[[ Listed records, beginning ]]

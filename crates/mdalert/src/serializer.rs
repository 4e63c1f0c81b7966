//! Alert rendering.
//!
//! [`AlertNode`] is a typed view over an `alert` syntax node. The
//! [`AlertSerializer`] turns it into Markdown (the canonical `[!LABEL]` form,
//! optionally re-quoted) or into an HTML `<div>` with a title paragraph.

use std::borrow::Cow;
use std::ops::Range;

use mdalert_block::{OutputFormat, RenderContext, SyntaxNode, escape_html, prefix_lines};

use crate::kind::AlertKind;
use crate::options::{AlertOptions, MarkdownStyle};
use crate::recognizer::{ALERT_CLOSE, ALERT_NODE, ALERT_OPEN, META_LABEL, META_TAIL};

/// A recognized alert, borrowed from the syntax tree.
#[derive(Debug, Clone, PartialEq, Eq)]
pub struct AlertNode<'a> {
    pub kind: AlertKind,
    /// Text that followed the marker on its line, possibly empty.
    pub inline_tail: &'a str,
    /// Source lines of the whole alert, marker line included.
    pub line_range: Range<usize>,
    pub children: &'a [SyntaxNode],
}

impl<'a> AlertNode<'a> {
    /// View an `alert` node.
    ///
    /// # Panics
    ///
    /// Panics if `node` is not a paired `alert_open` / `alert_close` node
    /// carrying a label and a source map. That means the tokens were not
    /// produced by the alert rule.
    #[must_use]
    pub fn from_syntax(node: &'a SyntaxNode) -> Self {
        let Some((open, close)) = node.nester_tokens() else {
            panic!(
                "alert renderer called on non-container node `{}`",
                node.node_type()
            );
        };
        assert!(
            open.kind == ALERT_OPEN && close.kind == ALERT_CLOSE,
            "alert renderer called on `{}` / `{}` tokens",
            open.kind,
            close.kind
        );
        let Some(label) = open.meta(META_LABEL) else {
            panic!("alert_open token without a label");
        };
        let Some((start, end)) = open.map else {
            panic!("alert_open token without a source map");
        };

        Self {
            kind: AlertKind::from_label(label),
            inline_tail: open.meta(META_TAIL).unwrap_or(""),
            line_range: start..end,
            children: node.children(),
        }
    }

    /// Whether `node` is an alert node.
    #[must_use]
    pub fn is_alert(node: &SyntaxNode) -> bool {
        node.node_type() == ALERT_NODE
    }

    /// The paragraph the inline tail continues.
    ///
    /// The tail is the first body line, so a paragraph starting on the line
    /// right below the marker is its continuation.
    #[must_use]
    pub fn tail_paragraph(&self) -> Option<&'a SyntaxNode> {
        if self.inline_tail.is_empty() {
            return None;
        }
        self.children.first().filter(|child| {
            child.node_type() == "paragraph"
                && child
                    .map()
                    .is_some_and(|(begin, _)| begin == self.line_range.start + 1)
        })
    }

    /// Children rendered after the tail block.
    fn trailing_children(&self) -> &'a [SyntaxNode] {
        let skip = usize::from(self.tail_paragraph().is_some());
        &self.children[skip..]
    }

    /// Body text with the inline tail as its first line.
    ///
    /// Each entry is the text of one block. An alert written with same-line
    /// text and one with that text on its own line have the same body.
    #[must_use]
    pub fn effective_body(&self) -> Vec<String> {
        let first = match (self.inline_tail, self.tail_paragraph()) {
            ("", _) => None,
            (tail, Some(paragraph)) => Some(format!("{tail}\n{}", paragraph.text())),
            (tail, None) => Some(tail.to_owned()),
        };
        first
            .into_iter()
            .chain(
                self.trailing_children()
                    .iter()
                    .map(SyntaxNode::text)
                    .filter(|text| !text.is_empty()),
            )
            .collect()
    }
}

/// Backslash-escape a line that would otherwise open a block other than a
/// paragraph.
fn escape_block_start(line: &str) -> Cow<'_, str> {
    let digits = line.bytes().take_while(u8::is_ascii_digit).count();
    if (1..=9).contains(&digits) && matches!(line.as_bytes().get(digits).copied(), Some(b'.' | b')')) {
        let (number, rest) = line.split_at(digits);
        return Cow::Owned(format!("{number}\\{rest}"));
    }
    match line.chars().next() {
        Some('#' | '>' | '-' | '+' | '*' | '_' | '`' | '~') => Cow::Owned(format!("\\{line}")),
        _ => Cow::Borrowed(line),
    }
}

/// Renders alert nodes for the Markdown and HTML back-ends.
#[derive(Debug, Clone)]
pub struct AlertSerializer {
    options: AlertOptions,
}

impl AlertSerializer {
    #[must_use]
    pub fn new(options: AlertOptions) -> Self {
        Self { options }
    }

    #[must_use]
    pub fn options(&self) -> &AlertOptions {
        &self.options
    }

    /// Render callback for the `alert` node type.
    #[must_use]
    pub fn render(&self, node: &SyntaxNode, ctx: &RenderContext<'_>) -> String {
        let alert = AlertNode::from_syntax(node);
        let render_child = |child: &SyntaxNode| ctx.render(child);
        match ctx.format() {
            OutputFormat::Markdown => self.render_markdown(&alert, render_child),
            OutputFormat::Html => self.render_html(&alert, render_child),
        }
    }

    /// `[!LABEL]`, then the tail, then the children, separated by blank
    /// lines. A tail continuing a paragraph shares its block. The quoted
    /// style prefixes every line with `>`.
    #[must_use]
    pub fn render_markdown<F>(&self, alert: &AlertNode<'_>, render_child: F) -> String
    where
        F: Fn(&SyntaxNode) -> String,
    {
        let mut blocks = vec![format!("[!{}]", alert.kind.wire_label())];
        if !alert.inline_tail.is_empty() {
            let tail = escape_block_start(alert.inline_tail);
            blocks.push(match alert.tail_paragraph() {
                Some(paragraph) => format!("{tail}\n{}", render_child(paragraph)),
                None => tail.into_owned(),
            });
        }
        blocks.extend(
            alert
                .trailing_children()
                .iter()
                .map(&render_child)
                .filter(|out| !out.is_empty()),
        );

        let bare = blocks.join("\n\n");
        match self.options.markdown_style {
            MarkdownStyle::Bare => bare,
            MarkdownStyle::Quoted => prefix_lines(&bare, ">"),
        }
    }

    /// `<div>` with the title paragraph, the tail paragraph and the rendered
    /// children, one per line.
    #[must_use]
    pub fn render_html<F>(&self, alert: &AlertNode<'_>, render_child: F) -> String
    where
        F: Fn(&SyntaxNode) -> String,
    {
        let prefix = escape_html(&self.options.class_prefix);
        let title = match self.options.icon_for(&alert.kind) {
            Some(icon) => format!("{icon} {}", escape_html(&alert.kind.display_name())),
            None => escape_html(&alert.kind.display_name()).into_owned(),
        };

        let mut lines = vec![
            format!(
                r#"<div class="{prefix} {prefix}-{}">"#,
                escape_html(&alert.kind.css_suffix())
            ),
            format!(r#"<p class="{prefix}-title">{title}</p>"#),
        ];
        if !alert.inline_tail.is_empty() {
            let tail = escape_html(alert.inline_tail);
            lines.push(match alert.tail_paragraph() {
                Some(paragraph) => {
                    let inner: String = paragraph.children().iter().map(&render_child).collect();
                    format!("<p>{tail}\n{inner}</p>")
                }
                None => format!("<p>{tail}</p>"),
            });
        }
        lines.extend(
            alert
                .trailing_children()
                .iter()
                .map(&render_child)
                .filter(|out| !out.is_empty()),
        );
        lines.push("</div>".to_owned());
        lines.join("\n")
    }
}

[[ Listed records, end ]]

Your answer must be a single number: the count of lines in the records above that contain "collect".

**Completed exercise:**
2